People have been protesting in the streets around the country and around the world in response to the brutal, cellphone-recorded killing of George Floyd, an unarmed black man, by a Minneapolis police officer during an arrest. This might feel like tragic déjà vu: another Black American killed by police, followed by another wave of protests to demand accountability.
It turns out it’s difficult to count exactly how many times we’ve seen this before, because data on police killings in the United States isn’t easy to come by. The government hasn’t historically tracked this public health statistic. In the wake of the protests in Ferguson, Missouri, over the 2014 police killing of Michael Brown Jr., Congress passed the Death in Custody Reporting Act, which would enable and mandate police departments to report deaths. The intent was to better understand how to prevent these tragedies. But as of today, there is still no reporting system in place for this data collection, nor are there consequences for failing to report these numbers. In other words, official data on police killings still doesn’t exist.

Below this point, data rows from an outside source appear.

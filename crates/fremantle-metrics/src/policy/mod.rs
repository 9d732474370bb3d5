//! Calculation policies.
//!
//! Each policy is implemented once as a pure function over aligned series and
//! is selected by data in the metric table. Policies never fail: when the
//! inputs do not satisfy a policy's data requirements the result is `None`.

pub mod growth;
pub mod latest;
pub mod multiple;
pub mod trailing;

pub use growth::average_yoy_growth;
pub use latest::{latest_ratio, latest_value};
pub use multiple::price_to_trailing_value;
pub use trailing::{trailing_ratio, trailing_twelve_month_margin};

use crate::series::AlignedSeries;
use serde::{Deserialize, Serialize};
use std::fmt;

/// Quarters in a trailing twelve month window.
pub const TRAILING_WINDOW: usize = 4;

/// Lag, in quarters, for a year-over-year comparison.
pub const YOY_LAG: usize = 4;

/// How a metric combines its source series.
#[derive(Debug, Clone, Copy, PartialEq, Eq, Hash, Serialize, Deserialize)]
#[serde(rename_all = "snake_case")]
pub enum CalculationPolicy {
    /// Sum of last four numerator quarters over sum of last four denominator quarters
    TrailingTwelveMonthMargin,
    /// Like the TTM margin, but divides by the magnitude of the denominator sum
    TrailingRatio,
    /// Mean of the four most recent year-over-year growth rates
    AverageYoyGrowth,
    /// Most recent reported value
    LatestValue,
    /// Most recent numerator over most recent denominator
    LatestRatio,
    /// Latest price over the trailing four quarter sum of a per-share series
    PriceToTrailingValue,
}

impl CalculationPolicy {
    /// Returns all policies.
    pub const fn all() -> [Self; 6] {
        [
            Self::TrailingTwelveMonthMargin,
            Self::TrailingRatio,
            Self::AverageYoyGrowth,
            Self::LatestValue,
            Self::LatestRatio,
            Self::PriceToTrailingValue,
        ]
    }

    /// Number of source line items the policy consumes.
    pub const fn arity(&self) -> usize {
        match self {
            Self::TrailingTwelveMonthMargin | Self::TrailingRatio | Self::LatestRatio => 2,
            Self::AverageYoyGrowth | Self::LatestValue | Self::PriceToTrailingValue => 1,
        }
    }

    /// Whether the policy needs the ticker's latest price.
    pub const fn uses_price(&self) -> bool {
        matches!(self, Self::PriceToTrailingValue)
    }

    /// Snake case name.
    pub const fn name(&self) -> &'static str {
        match self {
            Self::TrailingTwelveMonthMargin => "trailing_twelve_month_margin",
            Self::TrailingRatio => "trailing_ratio",
            Self::AverageYoyGrowth => "average_yoy_growth",
            Self::LatestValue => "latest_value",
            Self::LatestRatio => "latest_ratio",
            Self::PriceToTrailingValue => "price_to_trailing_value",
        }
    }

    /// Evaluate the policy.
    ///
    /// `series` holds the source series in configuration order. A slice of
    /// the wrong length yields `None`; the registry rejects such tables at
    /// load time so this does not occur for validated metrics.
    pub fn evaluate(&self, series: &[&AlignedSeries], price: Option<f64>) -> Option<f64> {
        match (self, series) {
            (Self::TrailingTwelveMonthMargin, [num, den]) => trailing_twelve_month_margin(num, den),
            (Self::TrailingRatio, [num, den]) => trailing_ratio(num, den),
            (Self::AverageYoyGrowth, [s]) => average_yoy_growth(s),
            (Self::LatestValue, [s]) => latest_value(s),
            (Self::LatestRatio, [num, den]) => latest_ratio(num, den),
            (Self::PriceToTrailingValue, [den]) => price_to_trailing_value(price, den),
            _ => None,
        }
    }
}

impl fmt::Display for CalculationPolicy {
    fn fmt(&self, f: &mut fmt::Formatter<'_>) -> fmt::Result {
        f.write_str(self.name())
    }
}

/// Keep finite results only.
pub(crate) fn finite(value: f64) -> Option<f64> {
    value.is_finite().then_some(value)
}

#[cfg(test)]
mod tests {
    use super::*;
    use rstest::rstest;

    #[rstest]
    #[case(CalculationPolicy::TrailingTwelveMonthMargin, 2)]
    #[case(CalculationPolicy::TrailingRatio, 2)]
    #[case(CalculationPolicy::AverageYoyGrowth, 1)]
    #[case(CalculationPolicy::LatestValue, 1)]
    #[case(CalculationPolicy::LatestRatio, 2)]
    #[case(CalculationPolicy::PriceToTrailingValue, 1)]
    fn test_arity(#[case] policy: CalculationPolicy, #[case] expected: usize) {
        assert_eq!(policy.arity(), expected);
    }

    #[test]
    fn test_wrong_series_count_is_unavailable() {
        let s = AlignedSeries::from_values(vec![Some(1.0); 8]);
        for policy in CalculationPolicy::all() {
            let wrong: Vec<&AlignedSeries> = vec![&s; 3 - policy.arity()];
            assert_eq!(policy.evaluate(&wrong, Some(10.0)), None, "{policy}");
        }
    }

    #[test]
    fn test_dispatch() {
        let s = AlignedSeries::from_values(vec![Some(2.0); 4]);
        assert_eq!(
            CalculationPolicy::LatestValue.evaluate(&[&s], None),
            Some(2.0)
        );
        assert_eq!(
            CalculationPolicy::PriceToTrailingValue.evaluate(&[&s], Some(16.0)),
            Some(2.0)
        );
    }

    #[test]
    fn test_serde_name_matches_display() {
        for policy in CalculationPolicy::all() {
            let json = serde_json::to_string(&policy).unwrap();
            assert_eq!(json, format!("\"{policy}\""));
        }
    }
}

That’s why in recent years, some researchers and news organizations have attempted to piece it together themselves. One of those efforts, Mapping Police Violence, shows that Black Americans were killed at three times the rate of white Americans from 2013 to 2019, when adjusted for population. In some cities, like Oklahoma City and Phoenix, the occurrence of police violence against any race of victim doesn’t correlate with crime rates. And Black victims of police killings are more likely to be unarmed during the encounters.
Regardless of the race of the victim, convictions in cases of police killings are incredibly rare. Of all the police killings documented in that seven-year period, Mapping Police Violence data found that only 1 percent of the cases led to a conviction. Our analysis of the data found that roughly 2.6 percent of the cases led to charges.
Prosecution of police officers who kill is one measure of accountability that the Black Lives Matter movement has been demanding for years. And the reasons it’s hard to prosecute cops are myriad: Prosecutors work closely with police departments and are therefore reluctant to bring charges against them, and juries and judges in some communities tend to give credibility to police accounts of events, according to Kate Levine, a professor at Cardozo Law.
Levine warns, though, that focusing on prosecution isn’t the ideal solution to the disproportionate killings of Black men and women at the hands of law enforcement. “We aren’t going to solve police brutality and criminal justice with the criminal justice system,” she says. “To me, relying on that system to fix policing is really a dangerous road to go down.”